Results about antiprotozoal activity of (8-hydroxymethylen)-trieicosanyl acetate under in in vivo conditions is also similar with the reported by Sülsen et al., (2008); they identify and isolated a pair of compounds from the medicinal plant Ambrosia tenuifolia Sprengel (Asteraceae), but in these experiment infection in mice included 5 × 103 trypomastigotes, in contrast with this bioassay the inoculation to infect mice included 50 × 106 parasites with a highly pathogenic strain of Trypanosoma cruzi (H4), demonstring a clear antriprotozoal activity of the evaluated compound. Cunha et al., 2006, reported a triterpene isolated from Miconia species showing a good antiprotozoal activity in vivo against T. cruzi. However, the activity of those compound over the intracellurar stage of the parasite was not reported in contrast with the activity observed with (8-hydroxymethylen)-trieicosanyl acetate over the amastigote nests. Another in vivo study has been conducted to evaluate indirect derivates from plants as crude extract of brazilian green propolis, but there were used as immunostimulant, searching a better immunological response against the infection towards the parasite. However, as observed in many drugs including the (8-hydroxymethylen)-trieicosanyl acetate, the crude extract was not able to eliminate completely the parasites from bloodstream (Dantas et al., 2006).

For (8-hydroxymethylen)-trieicosanyl acetate, the best results were observed when treatment started simultaneously with the infection (Jimenez-Coello et al., 2010), and the evaluated compound showed a high antiprotozoal activity than other crude extract such as Zanthoxylum naranjillo (Bastos et al., 1999), even the amount of parasites for inoculation used in the present study was 10 times higher than in that study, with the mentioned virulent strain of T. cruzi (H4 strain). In the present study, when the compound was administrated 15 days after infection, an inhibition of the replication of the parasite was observed even when the infection was already well established. Results showed a reduction in parasitemia and a significant reduction in the number of amastigote nests in heart tissue (p<0.05), these results are difficult to compare with other studies because not many reports from crude extracts or medicinal isolated compounds includes the evaluation of developmental forms of the parasite. However, it is important to mention that the evaluated compound appears to have an effect over the replicative intracellular stage of T. cruzi.

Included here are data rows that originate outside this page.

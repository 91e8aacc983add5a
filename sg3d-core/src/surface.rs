/// Tessellated surface generators: boxes, spheres, and tori
use std::f32::consts::{PI, TAU};

use nalgebra::Point3;

use crate::curve::subdivisions;
use crate::geometry::PolygonList;

/// Append a rectangular prism as 12 triangles (two per face, consistent
/// counter-clockwise winding viewed from outside).
///
/// (x, y, z) is the top-left-front corner; the box extends `width` along
/// +X, `height` along -Y, and `depth` along -Z.
pub fn add_box(
    polygons: &mut PolygonList,
    x: f32,
    y: f32,
    z: f32,
    width: f32,
    height: f32,
    depth: f32,
) {
    let x1 = x + width;
    let y1 = y - height;
    let z1 = z - depth;

    let tlf = Point3::new(x, y, z);
    let trf = Point3::new(x1, y, z);
    let brf = Point3::new(x1, y1, z);
    let blf = Point3::new(x, y1, z);
    let tlb = Point3::new(x, y, z1);
    let trb = Point3::new(x1, y, z1);
    let brb = Point3::new(x1, y1, z1);
    let blb = Point3::new(x, y1, z1);

    // Each face as a counter-clockwise quad split into two triangles.
    let faces = [
        [tlf, blf, brf, trf], // front  (+z)
        [trb, brb, blb, tlb], // back   (-z)
        [tlb, blb, blf, tlf], // left   (-x)
        [trf, brf, brb, trb], // right  (+x)
        [tlb, tlf, trf, trb], // top    (+y)
        [blf, blb, brb, brf], // bottom (-y)
    ];

    for [v0, v1, v2, v3] in faces {
        polygons.add_triangle(v0, v1, v2);
        polygons.add_triangle(v0, v2, v3);
    }
}

/// Latitude/longitude point grid for a sphere: n+1 latitude rows from the
/// south pole (phi = -pi/2) to the north pole (phi = +pi/2), n longitude
/// columns wrapping around. Row index varies slowest.
fn sphere_grid(cx: f32, cy: f32, cz: f32, r: f32, n: usize) -> Vec<Point3<f32>> {
    let mut grid = Vec::with_capacity((n + 1) * n);
    for i in 0..=n {
        let phi = -PI / 2.0 + PI * i as f32 / n as f32;
        for j in 0..n {
            let theta = TAU * j as f32 / n as f32;
            grid.push(Point3::new(
                cx + r * phi.cos() * theta.cos(),
                cy + r * phi.sin(),
                cz + r * phi.cos() * theta.sin(),
            ));
        }
    }
    grid
}

/// Append a sphere of radius `r` centered at (cx, cy, cz), tessellated at
/// `round(1/step)` subdivisions in both latitude and longitude.
///
/// Each grid quad splits on the same diagonal into two triangles; the pole
/// rows collapse to single points, and the triangle that would repeat a
/// pole vertex is skipped there.
pub fn add_sphere(polygons: &mut PolygonList, cx: f32, cy: f32, cz: f32, r: f32, step: f32) {
    let n = subdivisions(step);
    let grid = sphere_grid(cx, cy, cz, r, n);
    let at = |i: usize, j: usize| grid[i * n + j % n];

    for i in 0..n {
        for j in 0..n {
            let a = at(i, j);
            let b = at(i, j + 1);
            let c = at(i + 1, j);
            let d = at(i + 1, j + 1);
            // North pole row: c == d, the first triangle degenerates.
            if i + 1 < n {
                polygons.add_triangle(a, d, c);
            }
            // South pole row: a == b, the second triangle degenerates.
            if i > 0 {
                polygons.add_triangle(a, b, d);
            }
        }
    }
}

/// Point grid for a torus: tube angle phi sweeps the tube circle, theta
/// revolves it about the Y axis through the center. Both directions wrap.
fn torus_grid(cx: f32, cy: f32, cz: f32, r0: f32, r1: f32, n: usize) -> Vec<Point3<f32>> {
    let mut grid = Vec::with_capacity(n * n);
    for i in 0..n {
        let phi = TAU * i as f32 / n as f32;
        let ring = r0 + r1 * phi.cos();
        for j in 0..n {
            let theta = TAU * j as f32 / n as f32;
            grid.push(Point3::new(
                cx + ring * theta.cos(),
                cy + r1 * phi.sin(),
                cz - ring * theta.sin(),
            ));
        }
    }
    grid
}

/// Append a torus centered at (cx, cy, cz): `r0` is the revolution radius
/// from the center to the middle of the tube, `r1` the tube radius.
/// Tessellation wraps in both grid directions, so every quad yields two
/// triangles and there are no degenerate rows.
pub fn add_torus(
    polygons: &mut PolygonList,
    cx: f32,
    cy: f32,
    cz: f32,
    r0: f32,
    r1: f32,
    step: f32,
) {
    let n = subdivisions(step);
    let grid = torus_grid(cx, cy, cz, r0, r1, n);
    let at = |i: usize, j: usize| grid[(i % n) * n + j % n];

    for i in 0..n {
        for j in 0..n {
            let a = at(i, j);
            let b = at(i, j + 1);
            let c = at(i + 1, j);
            let d = at(i + 1, j + 1);
            polygons.add_triangle(a, d, c);
            polygons.add_triangle(a, b, d);
        }
    }
}

#[cfg(test)]
mod tests {
    use super::*;

    #[test]
    fn test_box_triangle_count() {
        for (w, h, d) in [(1.0, 1.0, 1.0), (10.0, 0.5, 200.0), (0.0, 0.0, 0.0)] {
            let mut polygons = PolygonList::new();
            add_box(&mut polygons, 3.0, 4.0, 5.0, w, h, d);
            assert_eq!(polygons.len(), 12);
        }
    }

    #[test]
    fn test_box_corner_coverage() {
        let mut polygons = PolygonList::new();
        add_box(&mut polygons, 0.0, 0.0, 0.0, 2.0, 3.0, 4.0);

        // Every vertex must be one of the 8 corners, and all 8 must appear.
        let corners = [
            (0.0, 0.0, 0.0),
            (2.0, 0.0, 0.0),
            (2.0, -3.0, 0.0),
            (0.0, -3.0, 0.0),
            (0.0, 0.0, -4.0),
            (2.0, 0.0, -4.0),
            (2.0, -3.0, -4.0),
            (0.0, -3.0, -4.0),
        ];
        let mut seen = [false; 8];
        for tri in polygons.triangles() {
            for v in tri {
                let idx = corners
                    .iter()
                    .position(|&(x, y, z)| {
                        (v.x - x).abs() < 1e-6 && (v.y - y).abs() < 1e-6 && (v.z - z).abs() < 1e-6
                    })
                    .expect("box vertex is not a corner");
                seen[idx] = true;
            }
        }
        assert!(seen.iter().all(|&s| s));
    }

    #[test]
    fn test_sphere_triangle_count() {
        let mut polygons = PolygonList::new();
        add_sphere(&mut polygons, 0.0, 0.0, 0.0, 10.0, 0.1);
        // n*n quads, minus one skipped degenerate triangle per pole cell.
        assert_eq!(polygons.len(), 2 * 10 * (10 - 1));
    }

    #[test]
    fn test_sphere_points_on_surface() {
        let mut polygons = PolygonList::new();
        add_sphere(&mut polygons, 1.0, 2.0, 3.0, 5.0, 0.1);
        for tri in polygons.triangles() {
            for v in tri {
                let d = (v - Point3::new(1.0, 2.0, 3.0)).norm();
                assert!((d - 5.0).abs() < 1e-3);
            }
        }
    }

    #[test]
    fn test_sphere_no_degenerate_triangles() {
        let mut polygons = PolygonList::new();
        add_sphere(&mut polygons, 0.0, 0.0, 0.0, 4.0, 0.2);
        for tri in polygons.triangles() {
            assert!((tri[0] - tri[1]).norm() > 1e-6);
            assert!((tri[1] - tri[2]).norm() > 1e-6);
            assert!((tri[2] - tri[0]).norm() > 1e-6);
        }
    }

    #[test]
    fn test_torus_triangle_count() {
        let mut polygons = PolygonList::new();
        add_torus(&mut polygons, 0.0, 0.0, 0.0, 30.0, 8.0, 0.1);
        // Full wraparound in both directions: two triangles per quad.
        assert_eq!(polygons.len(), 2 * 10 * 10);
    }

    #[test]
    fn test_torus_points_within_radial_band() {
        let mut polygons = PolygonList::new();
        add_torus(&mut polygons, 0.0, 0.0, 0.0, 30.0, 8.0, 0.1);
        for tri in polygons.triangles() {
            for v in tri {
                // Distance from the Y axis stays within [r0 - r1, r0 + r1].
                let radial = v.x.hypot(v.z);
                assert!(radial > 30.0 - 8.0 - 1e-3);
                assert!(radial < 30.0 + 8.0 + 1e-3);
                assert!(v.y.abs() <= 8.0 + 1e-3);
            }
        }
    }
}
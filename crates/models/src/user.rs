use serde::{Deserialize, Serialize};
use utoipa::ToSchema;
use uuid::Uuid;

use crate::entity::Entity;

/// Identity record. `password` and `salt` are stored exactly as received;
/// nothing hashes or verifies them.
#[derive(Clone, Debug, PartialEq, Eq, Serialize, Deserialize, ToSchema)]
#[serde(rename_all = "camelCase")]
pub struct User {
    #[serde(default)]
    pub user_id: Uuid,
    pub name: String,
    pub password: String,
    #[serde(default)]
    pub salt: Vec<u8>,
}

impl Entity for User {
    const RESOURCE: &'static str = "users";
    const SINGULAR: &'static str = "User";
    const PLURAL: &'static str = "Users";

    fn id(&self) -> Uuid { self.user_id }

    fn set_id(&mut self, id: Uuid) { self.user_id = id; }

    fn apply_update(&mut self, input: Self) {
        self.name = input.name;
        self.password = input.password;
        self.salt = input.salt;
    }
}
//! Membership service: `Member` records under `/members`.

use std::{process::ExitCode, sync::Arc};

use axum::Router;
use configs::AppConfig;
use models::Member;
use service::storage::EntityStore;

use crate::{bootstrap, startup::{self, ServiceDescriptor}};

pub const MEMBERSHIP: ServiceDescriptor = ServiceDescriptor {
    name: "membership",
    title: "Membership Api",
    description: "Membership Management",
    default_port: 5002,
    default_database: "MembershipDb",
};

pub fn app(cfg: &AppConfig, store: Arc<dyn EntityStore<Member>>) -> Router {
    startup::build_app::<Member>(&MEMBERSHIP, cfg, store)
}

pub fn launch() -> ExitCode {
    bootstrap::launch::<Member>(&MEMBERSHIP)
}
use axum::{routing::get, Json, Router};
use common::types::Health;
use models::Entity;
use service::crud::EntityService;
use tower_http::{
    cors::CorsLayer,
    trace::{DefaultMakeSpan, DefaultOnFailure, DefaultOnRequest, DefaultOnResponse, TraceLayer},
};
use tracing::Level;

use crate::{crud, docs::DocsConfig};

#[utoipa::path(get, path = "/health", tag = "health", responses((status = 200, description = "OK", body = crate::docs::HealthResponse)))]
pub async fn health() -> Json<Health> {
    Json(Health::ok())
}

/// Build the full application router: health, the entity's CRUD routes and,
/// when given, the API docs.
pub fn build_router<E: Entity>(svc: EntityService<E>, cors: CorsLayer, docs: Option<DocsConfig>) -> Router {
    let mut app = Router::new()
        .route("/health", get(health))
        .merge(crud::router(svc));

    if let Some(docs) = docs {
        app = docs.mount(app);
    }

    app.layer(cors).layer(
        TraceLayer::new_for_http()
            .make_span_with(DefaultMakeSpan::new().level(Level::INFO).include_headers(false))
            .on_request(DefaultOnRequest::new().level(Level::INFO))
            .on_response(DefaultOnResponse::new().level(Level::INFO).include_headers(false))
            .on_failure(DefaultOnFailure::new().level(Level::ERROR)),
    )
}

On the other hand, results observed in mice infected and treated simultaneously (in the second bioassay), during the first 20 days of treatment, the parasitemia in treated mice with the compound was similar to those previously reported (Jimenez-Coello et al., 2010) however, it was observed that parasitemia level is increased when the administration of the compound was suppressed, demonstrating that in the treated animals with the compound a reduction in the number of amastigote nests in comparison with control groups may occurs.

It is necessary to evaluate the effectiveness of (8-hydroxymethylen)-trieicosanyl acetate during longer periods of time, during the chronic phase of the disease and maybe in combination with other antitrypanosomal drugs.